Financial experts around the world have differing views on Bitcoin and the crypto market. This is especially so when it comes to the issue of whether cryptocurrencies should even be recognized as an asset class. However, a new analysis by Bank of America indicates that Bitcoin and crypto is an asset class.
A tweet by Carl Quintanilla, who is a well-known news anchor at CNBC claims that the Bank of America Merrill Lynch considers Bitcoin to be the performing asset class of this decade. The tweet goes on to state that the Myanmar Kyat is the worst-performing asset class of the decade.
According to Quintanilla, if someone had invested $1 in 2010, that investment would be worth over $90,000 today. However, if someone had invested $1 in the Myanmar Kyat in 2010, his or her investment would be worth about $0.004 today.
A Great Decade for Bitcoin
The tweet by the CNBC anchor perfectly summarizes just how well Bitcoin and the entire crypto market have been performing since it was first revealed. It has been a long road from just a decade ago when it was an internet fad amongst nerds. Today, it is considered a major investment vehicle that has attracted the interest of major institutions. To put things into perspective, on May 22, Laszlo Hanyecz bought a pizza for 10,000 BTC, which would be worth around $70.7 million today.
Bitcoin has also sparked a major interest in blockchain technology, with millions of dollars being invested to develop efficient solutions for various industries, including central banks. It is worth noting that the past performance of BTC is not a guarantee of future performance. Despite this, its past stellar performance is certainly an indication that it is not yet time to write off BTC in spite of its current lukewarm performance.
The Future Holds a Lot of Promise for BTC
The next decade might turn out to be just as great for Bitcoin as its first decade. This is especially so with the growing interest in the regulation of the crypto sector. Formal regulation and streamlining of regulation of crypto and blockchain technology will most likely provide BTC a boost.
While Bitcoin is worth over $7,000 today, it is worth noting that less than one percent of the global population own Bitcoin. As such, most of the future growth in BTC and the crypto sector could come from mass adoption. It is thus important for everyone in the crypto market to work towards growing awareness of the crypto market if the stellar performance of the last decade is to be replicated.

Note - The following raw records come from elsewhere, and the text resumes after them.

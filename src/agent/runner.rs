//! Agent process seam.
//!
//! The supervisor only talks to [`AgentRunner`] and [`AgentHandle`], so its
//! state machine can be driven by a scripted fake in tests. [`ProcessRunner`]
//! is the real implementation on top of `tokio::process`.

use async_trait::async_trait;
use std::collections::BTreeMap;
use std::io;
use std::path::PathBuf;
use std::process::Stdio;
use tokio::io::{AsyncRead, AsyncReadExt, AsyncWriteExt};
use tokio::process::{Child, Command};
use tokio::task::JoinHandle;
use tracing::debug;

/// Everything needed to launch one agent run.
#[derive(Debug, Clone, Default)]
pub struct Invocation {
    pub program: String,
    pub args: Vec<String>,
    /// Complete environment; nothing else is inherited.
    pub env: BTreeMap<String, String>,
    pub working_dir: Option<PathBuf>,
    /// Written to the child's stdin, which is then closed.
    pub stdin: String,
}

/// How a finished (or killed) process ended, with its captured output.
#[derive(Debug, Clone, Default, PartialEq, Eq)]
pub struct ExitReport {
    /// `None` when the process was terminated by a signal.
    pub exit_code: Option<i32>,
    pub stdout: String,
    pub stderr: String,
}

impl ExitReport {
    pub fn success(&self) -> bool {
        self.exit_code == Some(0)
    }
}

/// Launches agent processes.
#[async_trait]
pub trait AgentRunner: Send + Sync {
    async fn spawn(&self, invocation: Invocation) -> io::Result<Box<dyn AgentHandle>>;
}

/// A running agent process.
#[async_trait]
pub trait AgentHandle: Send {
    fn pid(&self) -> Option<u32>;

    /// Wait for exit and return the complete captured output.
    async fn wait(&mut self) -> io::Result<ExitReport>;

    /// Forcibly terminate the process. No grace period.
    async fn kill(&mut self) -> io::Result<()>;
}

/// Runs the agent as a real child process.
#[derive(Debug, Clone, Copy, Default)]
pub struct ProcessRunner;

#[async_trait]
impl AgentRunner for ProcessRunner {
    async fn spawn(&self, invocation: Invocation) -> io::Result<Box<dyn AgentHandle>> {
        let mut command = Command::new(&invocation.program);
        command
            .args(&invocation.args)
            .env_clear()
            .envs(&invocation.env)
            .stdin(Stdio::piped())
            .stdout(Stdio::piped())
            .stderr(Stdio::piped())
            .kill_on_drop(true);

        if let Some(dir) = &invocation.working_dir {
            command.current_dir(dir);
        }

        let mut child = command.spawn()?;

        let stdout = tokio::spawn(read_stream(child.stdout.take()));
        let stderr = tokio::spawn(read_stream(child.stderr.take()));

        // Fed from a task so a child that never reads stdin cannot stall us
        // ahead of the timer.
        if let Some(mut stdin) = child.stdin.take() {
            let payload = invocation.stdin;
            tokio::spawn(async move {
                if let Err(e) = stdin.write_all(payload.as_bytes()).await {
                    debug!(error = %e, "agent closed stdin before reading the message");
                }
                // Dropping stdin closes it and signals end of input.
            });
        }

        Ok(Box::new(ProcessHandle {
            child,
            stdout: Some(stdout),
            stderr: Some(stderr),
        }))
    }
}

struct ProcessHandle {
    child: Child,
    stdout: Option<JoinHandle<Vec<u8>>>,
    stderr: Option<JoinHandle<Vec<u8>>>,
}

#[async_trait]
impl AgentHandle for ProcessHandle {
    fn pid(&self) -> Option<u32> {
        self.child.id()
    }

    async fn wait(&mut self) -> io::Result<ExitReport> {
        let status = self.child.wait().await?;
        let stdout = collect(self.stdout.take()).await;
        let stderr = collect(self.stderr.take()).await;

        Ok(ExitReport {
            exit_code: status.code(),
            stdout,
            stderr,
        })
    }

    async fn kill(&mut self) -> io::Result<()> {
        // On Unix this is SIGKILL; on Windows it is TerminateProcess.
        self.child.kill().await
    }
}

async fn read_stream<R>(stream: Option<R>) -> Vec<u8>
where
    R: AsyncRead + Unpin,
{
    let mut buf = Vec::new();
    if let Some(mut stream) = stream
        && let Err(e) = stream.read_to_end(&mut buf).await
    {
        debug!(error = %e, "agent output stream ended with an error");
    }
    buf
}

async fn collect(reader: Option<JoinHandle<Vec<u8>>>) -> String {
    match reader {
        Some(handle) => {
            let bytes = handle.await.unwrap_or_default();
            String::from_utf8_lossy(&bytes).into_owned()
        }
        None => String::new(),
    }
}

#[cfg(all(test, unix))]
mod tests {
    use super::*;

    fn sh(script: &str) -> Invocation {
        Invocation {
            program: "sh".to_string(),
            args: vec!["-c".to_string(), script.to_string()],
            env: std::env::vars().collect(),
            ..Default::default()
        }
    }

    #[tokio::test]
    async fn captures_stdout_stderr_and_exit_code() {
        let mut handle = ProcessRunner
            .spawn(sh("echo out; echo err >&2; exit 3"))
            .await
            .unwrap();
        assert!(handle.pid().is_some());

        let report = handle.wait().await.unwrap();
        assert_eq!(report.exit_code, Some(3));
        assert_eq!(report.stdout, "out\n");
        assert_eq!(report.stderr, "err\n");
        assert!(!report.success());
    }

    #[tokio::test]
    async fn stdin_receives_payload_then_eof() {
        let mut invocation = sh("cat");
        invocation.stdin = "Hello\n".to_string();

        let mut handle = ProcessRunner.spawn(invocation).await.unwrap();
        let report = handle.wait().await.unwrap();

        assert!(report.success());
        assert_eq!(report.stdout, "Hello\n");
    }

    #[tokio::test]
    async fn environment_is_passed_to_the_child() {
        let mut invocation = sh("echo \"${PARLEY_PROBE:-unset}\"");
        invocation.env = BTreeMap::from([
            ("PATH".to_string(), std::env::var("PATH").unwrap_or_default()),
            ("PARLEY_PROBE".to_string(), "present".to_string()),
        ]);

        let mut handle = ProcessRunner.spawn(invocation).await.unwrap();
        let report = handle.wait().await.unwrap();

        assert_eq!(report.stdout.trim(), "present");
    }

    #[tokio::test]
    async fn working_dir_is_applied() {
        let temp_dir = tempfile::TempDir::new().unwrap();
        let mut invocation = sh("pwd");
        invocation.working_dir = Some(temp_dir.path().to_path_buf());

        let mut handle = ProcessRunner.spawn(invocation).await.unwrap();
        let report = handle.wait().await.unwrap();

        let reported = std::fs::canonicalize(report.stdout.trim()).unwrap();
        assert_eq!(reported, std::fs::canonicalize(temp_dir.path()).unwrap());
    }

    #[tokio::test]
    async fn kill_terminates_without_exit_code() {
        let mut handle = ProcessRunner.spawn(sh("exec sleep 10")).await.unwrap();

        handle.kill().await.unwrap();
        let report = handle.wait().await.unwrap();
        assert_eq!(report.exit_code, None);
    }

    #[tokio::test]
    async fn missing_program_fails_to_spawn() {
        let invocation = Invocation {
            program: "parley_nonexistent_agent_xyz".to_string(),
            ..Default::default()
        };
        let err = ProcessRunner.spawn(invocation).await.err().unwrap();
        assert_eq!(err.kind(), io::ErrorKind::NotFound);
    }
}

It is also important for stakeholders in the crypto world to engage in constructive dialogue with policymakers. This will help to eliminate the scourge of illegal actors such as hackers and fraudsters that plagues the industry. Every time a new fraudulent scheme is revealed in the crypto industry, it scares off potential investors. There is thus a need to invest in security solutions that offer dependable security to potential investors and deter bad actors.